Many years ago I overheard this conversation in my reception. Our receptionist giving medical advice without any qualifications. The surgery was over booked. She was harassed, doctors were grumpy and the patients were being turned away without being assessed by anyone.

We noticed that there was a seasonal pattern to this demand for appointments. Most doctors were aware of this trend because there were specific weeks of the year when they avoided taking holidays. Our reception staff kept meticulous colour coded records of such ‘same day’ appointments. When we entered this data on a statistical database there could be no doubt of a seasonal pattern with definite peaks and troughs. What’s more, we could predict the demand for ‘same day urgent appointments’ with reasonable confidence. At this point, it may be important to stress that doctors in the UK are paid a ‘capitation fee’ for serving patients. That means they are paid an annual fee no matter how many times they see the patient.

Understanding that people have a fundamental desire to talk to the decision maker, we settled on the notion of putting the doctor in charge of making the appointment. Patients who requested a ‘same day’ appointment were offered a telephone consultation with a general practitioner initially. Not with a nurse, as happened in some practices, but with their doctor. We believed patients wanted to speak with a medical practitioner, not because the advice they received was necessarily better than that given by another member of the team, but because people in distress want a doctor. Whatever the reason it worked. Important policy makers noticed. Doctors could deal with most requests within a couple of minutes, offer a ‘same day’ slot or something else without the need for a face-to-face appointment.

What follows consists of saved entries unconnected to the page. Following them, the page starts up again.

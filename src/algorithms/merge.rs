//! Merge Sort step generator
//!
//! Top-down Merge Sort with an explicit recursion `level` threaded through
//! every call. Every step carries a [`RecursionInfo`] so the front end can
//! draw the divide/merge structure:
//!
//! ```text
//! divide → recurse_left → (left subtree) → recurse_right → (right subtree)
//!        → merge_start → (merge_compare → merge_place)* → merge_remaining*
//!        → merge_complete
//! ```
//!
//! Single-element ranges emit `base_case` instead of dividing. The trace ends
//! with a `complete` step settling every index.

use super::errors::TraceError;
use super::tracer::{Marks, Tracer};
use super::ensure_non_empty;
use crate::step::{IndexRange, IndexSet, RecursionInfo, RecursionKind, Split, StepSequence};

/// Trace Merge Sort over `input`
pub fn generate(input: &[i64]) -> Result<StepSequence, TraceError> {
    ensure_non_empty(input)?;
    let mut tracer = Tracer::new(input);
    let n = tracer.len();

    sort_range(&mut tracer, 0, n - 1, 0);

    tracer.annotate(
        Marks::sorted(IndexSet::span(0, n)),
        RecursionInfo::new(
            RecursionKind::Complete,
            0,
            "Merge Sort Complete!".to_string(),
        ),
    );
    Ok(tracer.finish())
}

fn sort_range(tracer: &mut Tracer, left: usize, right: usize, level: usize) {
    if left >= right {
        tracer.annotate(
            Marks::sorted(IndexSet::single(left)),
            RecursionInfo::new(
                RecursionKind::BaseCase {
                    range: IndexRange(left, right),
                },
                level,
                format!(
                    "Level {}: Base case - single element at index {} is sorted",
                    level, left
                ),
            ),
        );
        return;
    }

    let mid = left + (right - left) / 2;
    let left_range = IndexRange(left, mid);
    let right_range = IndexRange(mid + 1, right);

    tracer.annotate(
        Marks::none(),
        RecursionInfo::new(
            RecursionKind::Divide {
                range: IndexRange(left, right),
                split: Some(Split {
                    mid,
                    left_range,
                    right_range,
                }),
            },
            level,
            format!(
                "Level {}: Dividing {} into {} and {}",
                level,
                IndexRange(left, right),
                left_range,
                right_range
            ),
        ),
    );

    tracer.annotate(
        Marks::none(),
        RecursionInfo::new(
            RecursionKind::RecurseLeft { range: left_range },
            level + 1,
            format!("Level {}: Sorting left half {}", level + 1, left_range),
        ),
    );
    sort_range(tracer, left, mid, level + 1);

    tracer.annotate(
        Marks::none(),
        RecursionInfo::new(
            RecursionKind::RecurseRight { range: right_range },
            level + 1,
            format!("Level {}: Sorting right half {}", level + 1, right_range),
        ),
    );
    sort_range(tracer, mid + 1, right, level + 1);

    merge(tracer, left, mid, right, level);
}

fn merge(tracer: &mut Tracer, left: usize, mid: usize, right: usize, level: usize) {
    let left_half: Vec<i64> = (left..=mid).map(|i| tracer.get(i)).collect();
    let right_half: Vec<i64> = (mid + 1..=right).map(|i| tracer.get(i)).collect();
    let left_range = IndexRange(left, mid);
    let right_range = IndexRange(mid + 1, right);

    tracer.annotate(
        Marks::none(),
        RecursionInfo::new(
            RecursionKind::MergeStart {
                left_range,
                right_range,
            },
            level,
            format!(
                "Level {}: Merging {} and {}",
                level, left_range, right_range
            ),
        ),
    );

    let (mut i, mut j, mut k) = (0, 0, left);

    while i < left_half.len() && j < right_half.len() {
        let left_val = left_half[i];
        let right_val = right_half[j];

        tracer.annotate(
            Marks::comparing(IndexSet::pair(left + i, mid + 1 + j)),
            RecursionInfo::new(
                RecursionKind::MergeCompare {
                    left_range,
                    right_range,
                },
                level,
                format!("Comparing {} and {}", left_val, right_val),
            ),
        );

        // `<=` keeps equal elements from the left half first
        if left_val <= right_val {
            tracer.set(k, left_val);
            i += 1;
        } else {
            tracer.set(k, right_val);
            j += 1;
        }

        let placed = tracer.get(k);
        tracer.annotate(
            Marks::swapping(IndexSet::single(k)),
            RecursionInfo::new(
                RecursionKind::MergePlace {
                    left_range,
                    right_range,
                },
                level,
                format!("Placing {} at position {}", placed, k),
            ),
        );
        k += 1;
    }

    for (&value, side) in left_half[i..]
        .iter()
        .map(|v| (v, "left"))
        .chain(right_half[j..].iter().map(|v| (v, "right")))
    {
        tracer.set(k, value);
        tracer.annotate(
            Marks::swapping(IndexSet::single(k)),
            RecursionInfo::new(
                RecursionKind::MergeRemaining,
                level,
                format!("Copying remaining element {} from {} array", value, side),
            ),
        );
        k += 1;
    }

    tracer.annotate(
        Marks::sorted(IndexSet::span(left, right + 1)),
        RecursionInfo::new(
            RecursionKind::MergeComplete {
                range: IndexRange(left, right),
            },
            level,
            format!(
                "Level {}: Merge complete for range {}",
                level,
                IndexRange(left, right)
            ),
        ),
    );
}

#[cfg(test)]
mod tests {
    use super::*;

    #[test]
    fn root_divide_splits_at_midpoint() {
        let trace = generate(&[5, 3, 8, 1]).unwrap();
        let divide = trace
            .with_tag("divide")
            .find_map(|s| s.recursion.as_ref().filter(|info| info.level == 0))
            .unwrap();
        assert_eq!(divide.left_range(), Some(IndexRange(0, 1)));
        assert_eq!(divide.right_range(), Some(IndexRange(2, 3)));
        assert_eq!(
            divide.message,
            "Level 0: Dividing [0...3] into [0...1] and [2...3]"
        );
        assert_eq!(trace.last().unwrap().array, vec![1, 3, 5, 8]);
    }

    #[test]
    fn recurse_markers_are_one_level_deeper() {
        let trace = generate(&[2, 1]).unwrap();
        let tags: Vec<_> = trace
            .iter()
            .map(|s| {
                let info = s.recursion.as_ref().unwrap();
                (info.tag(), info.level)
            })
            .collect();
        assert_eq!(
            tags,
            vec![
                ("divide", 0),
                ("recurse_left", 1),
                ("base_case", 1),
                ("recurse_right", 1),
                ("base_case", 1),
                ("merge_start", 0),
                ("merge_compare", 0),
                ("merge_place", 0),
                ("merge_remaining", 0),
                ("merge_complete", 0),
                ("complete", 0),
            ]
        );
    }

    #[test]
    fn compare_is_followed_by_place() {
        let trace = generate(&[4, 3, 2, 1]).unwrap();
        let steps: Vec<_> = trace.iter().collect();
        for (idx, step) in steps.iter().enumerate() {
            if step.recursion.as_ref().unwrap().tag() == "merge_compare" {
                let next = steps[idx + 1].recursion.as_ref().unwrap();
                assert_eq!(next.tag(), "merge_place");
                assert_eq!(steps[idx + 1].swapping.len(), 1);
            }
        }
    }

    #[test]
    fn ties_take_the_left_element_first() {
        let trace = generate(&[1, 1]).unwrap();
        let place = trace.with_tag("merge_place").next().unwrap();
        assert_eq!(place.swapping, IndexSet::single(0));
        let remaining = trace.with_tag("merge_remaining").next().unwrap();
        assert_eq!(
            remaining.recursion.as_ref().unwrap().message,
            "Copying remaining element 1 from right array"
        );
    }

    #[test]
    fn merge_complete_settles_merged_range() {
        let trace = generate(&[3, 1, 2]).unwrap();
        let complete: Vec<_> = trace.with_tag("merge_complete").collect();
        assert_eq!(complete.last().unwrap().sorted, IndexSet::span(0, 3));
    }

    #[test]
    fn single_element_is_a_base_case() {
        let trace = generate(&[42]).unwrap();
        assert_eq!(trace.len(), 2);
        assert_eq!(trace.get(0).unwrap().sorted, IndexSet::single(0));
        assert!(trace.last().unwrap().sorted.covers(1));
    }
}
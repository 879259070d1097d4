//! Step recorder shared by all generators

use crate::step::{IndexSet, RecursionInfo, Step, StepSequence};

/// Highlight sets for a single step
#[derive(Debug, Clone, Default)]
pub(crate) struct Marks {
    pub comparing: IndexSet,
    pub swapping: IndexSet,
    pub sorted: IndexSet,
}

impl Marks {
    pub fn none() -> Self {
        Marks::default()
    }

    pub fn comparing(indices: IndexSet) -> Self {
        Marks {
            comparing: indices,
            ..Marks::default()
        }
    }

    pub fn swapping(indices: IndexSet) -> Self {
        Marks {
            swapping: indices,
            ..Marks::default()
        }
    }

    pub fn sorted(indices: IndexSet) -> Self {
        Marks {
            sorted: indices,
            ..Marks::default()
        }
    }

    pub fn with_sorted(mut self, indices: IndexSet) -> Self {
        self.sorted = indices;
        self
    }
}

/// Owns the working copy of the array and records a step per operation.
///
/// The caller's slice is copied once in [`Tracer::new`]; generators only ever
/// mutate the copy.
#[derive(Debug)]
pub(crate) struct Tracer {
    array: Vec<i64>,
    steps: Vec<Step>,
}

impl Tracer {
    pub fn new(input: &[i64]) -> Self {
        Tracer {
            array: input.to_vec(),
            steps: Vec::new(),
        }
    }

    pub fn len(&self) -> usize {
        self.array.len()
    }

    pub fn get(&self, index: usize) -> i64 {
        self.array[index]
    }

    pub fn set(&mut self, index: usize, value: i64) {
        self.array[index] = value;
    }

    pub fn swap(&mut self, a: usize, b: usize) {
        self.array.swap(a, b);
    }

    /// Record a plain step
    pub fn mark(&mut self, marks: Marks) {
        self.record(marks, None);
    }

    /// Record a step carrying recursion metadata
    pub fn annotate(&mut self, marks: Marks, info: RecursionInfo) {
        self.record(marks, Some(info));
    }

    fn record(&mut self, marks: Marks, recursion: Option<RecursionInfo>) {
        self.steps.push(Step {
            array: self.array.clone(),
            comparing: marks.comparing,
            swapping: marks.swapping,
            sorted: marks.sorted,
            recursion,
        });
    }

    pub fn finish(self) -> StepSequence {
        StepSequence::new(self.steps)
    }
}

We calculated a 40% reduction in demand for such appointments. Patients loved it, reception staff loved it too (no more arguments about lack of appointments with irate patients) and doctors found themselves in control of their workload. What’s more, we could prove that this simple intervention worked from the impact on longitudinal seasonal trend.

By allowing patients to speak to their doctor when they felt they couldn’t wait our practice chose to treat this small minority of patients differently to those who were happy to make a routine appointment. We acknowledged that these patients had a need that warranted a creative solution. Perhaps you have a group of patients who would benefit from being treated differently too? What is the context in which they seek help? The tired mother with a fevered child does not have the same needs as the young professional who requires a convenient appointment to obtain a prescription for the contraceptive pill. Both might seek an urgent appointment.